Il tourne sur lui-même lentement.
Il distingue une lueur pâle.
Avec les plus grandes précautions, il avance en tâtonnant.
Il arrive à une ouverture dans une paroi d'où émane la clarté.
Il s'y faufile.
Jean découvre une petite grotte, très décorée.
Pas de monstres cette fois-ci, mais des idéogrammes et des symboles anciens.
Aussi des chiffres romains.
La source de lumière mystérieuse projette sur le décor des reflets dorés.
Admiratif du lieu particulier, Jean entend le son caractéristique d'une fontaine d'eau.
Il approche de la source de lumière qui est aussi l'origine du son.
La fontaine est très petite.
L'eau qui s'écoule de la paroi ruisselle dans un bassin taillé dans la pierre.
La cuvette est entièrement recouverte d'or.
Le mystérieux rayon de lumière qui l'illumine tombe du plafond élevé.
Sur le rebord, des crânes en or servent de calices.
Jean en compte cinq.
Il en prend un.
Il le remplit.
Il boit un peu d'eau.
Il se rince le visage.
Il médite un moment.
Il tient le crâne doré à bout de bras.
Il fixe les orbites sombres.
― C'était comment, putain… Ah, oui… All which it inherit, shall dissolve…
And, like this insubstantial pageant faded… Leave not a rack behind… We are such stuff
As dreams are made on… and our little life is rounded with a sleep.
Jean repose délicatement le crâne à sa place.
Pris d'un élan de bonheur, il revoit mentalement son éducation anglaise.
L'université d'Oxford.
Jean a vingt ans.
Dans un couloir, le groupe de théâtre étudiant tient un stand de recrutement.
Une jolie étudiante blonde du nom d'Arielle distribue des prospectus.
Elle s'approche de lui pour lui dire:
― Ça t'intéresse, Jean? Nous montons La Tempête… Il y a encore des rôles à pourvoir.
― Je suis français… Avec l'accent…
― La plupart des personnages sont italiens… Et tu serais très bien…
Les yeux d'Arielle brillent de séduction.
― Et toi, tu joues dans la pièce? demande-t-il, en s'y plongeant.
― Je suis l'esprit magique, servante du mage Prospero.
Jean grimace en retrouvant la grotte.
L'émotion du passé.
Il ferme les yeux.
Il se laisse emporter.
La deuxième scène de son voyage mental le ramène dans une petite chambre d'étudiants.
Jean et Arielle sont nus, sous le drap blanc d'un lit étroit.
Enlacés, ils se font face.
― Mon grand rêve… C'est de devenir acteur, avoue Jean.
― Non… C'est pas un rêve, insiste Arielle. Tu le seras… T'as le talent… Tu seras avec moi… Tous les deux, ensemble.
Jean est très enthousiaste d'entendre pareils encouragements.
― Absolument, s'encourage-t-il. Et, le plus important… C'est que tu ne me quittes jamais!
Folle d'amour, Arielle l'embrasse de toute son âme.
Jean ouvre les yeux.
De retour de son voyage dans le temps, il soupire lourdement.
― Putain… Quelle galère…
Il se tourne de droite et de gauche à la recherche d'une sortie.
Il voit un passage.
Il s'en approche.
Un nouveau goulet.
Il s'y enfonce.
Plus il avance, mieux il voit.
En effet, la prochaine grotte semble bien illuminée.
Il s'y introduit.
Ce nouveau lieu est éclairé par des torches de feu.

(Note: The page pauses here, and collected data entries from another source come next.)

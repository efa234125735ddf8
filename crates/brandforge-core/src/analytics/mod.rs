//! Analytics domain module.
//!
//! # Module Structure
//!
//! - `model`: Analytics read models (overview, time series, breakdowns)
//! - `provider`: Provider trait for analytics data

mod model;
mod provider;

// Re-export public API
pub use model::{
    AgeGroup, AnalyticsOverview, BrandPerformance, ChannelPerformance, ComparisonScores,
    CompetitorComparison, ContentPerformance, DemographicsBreakdown, DeviceShare,
    LocationShare, TimeRange, TimeSeriesPoint,
};
pub use provider::AnalyticsProvider;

Les peintures murales représentent des scènes obscènes.
Des femmes nues.
Des phallus.
Des vulves.
Au centre de l'espace, Stefano, torse nu, fait griller la viande sur un feu ouvert.
La fumée s'élève par une cheminée naturelle.
Présents sont le couple de jeunes américains et Miranda.
Jean avance timidement vers le groupe.
― Vous arrivez juste au bon moment, déclare la jeune guide en le voyant approcher.
Jean est un peu interloqué par tout ça.
― Où… Où est ma femme, Marine? Vous l'avez vue?
― Elle ne voulait pas rester, affirme Miranda. Je l'ai raccompagnée au bus.
― Je… Je dois la retrouver… C'est par où la sortie.
Miranda le retient par le bras.
Ses yeux pétillent de séduction.
― Rien d'urgent… Restez au moins pour le dîner. Le soleil est couché… Nous pouvons nous régaler.
Miranda lui offre une bouteille similaire à celle offerte par Harry.
― Buvez… Ça va vous remonter.
Jean avale une bonne gorgée de rhum sucré.
Il tousse.
― J'ai… J'ai trouvé la source, dit-il. Pas facile, parce que ma putain de lampe a lâché…
― Vraiment? Vous avez trouvé la fontaine? Vous avez de la chance… On raconte sur l'île que la source de vie ne se laisse trouver, que par ceux qui sont les plus méritants… C'est un peu une superstition mais les gens d'ici racontent que Calibanie a une âme… C'est elle qui choisit ses champions… Je crois que, si vous le vouliez, vous pourriez vivre ici pour toujours.
― Vous croyez?
― Moi… Ça ne me déplairait pas…
La jeune femme est très proche de lui.
Jean perçoit son souffle chaud.
Les yeux brillants de la femme l'hypnotisent.
Ils lui rappellent le regard flamboyant d'Arielle.
Stefano brise l'instant.
Il approche du couple avec une assiette en or chargée de grillades.
― Goûtez-moi ça…
Il avance les tranches de viande en lamelles sous leurs nez.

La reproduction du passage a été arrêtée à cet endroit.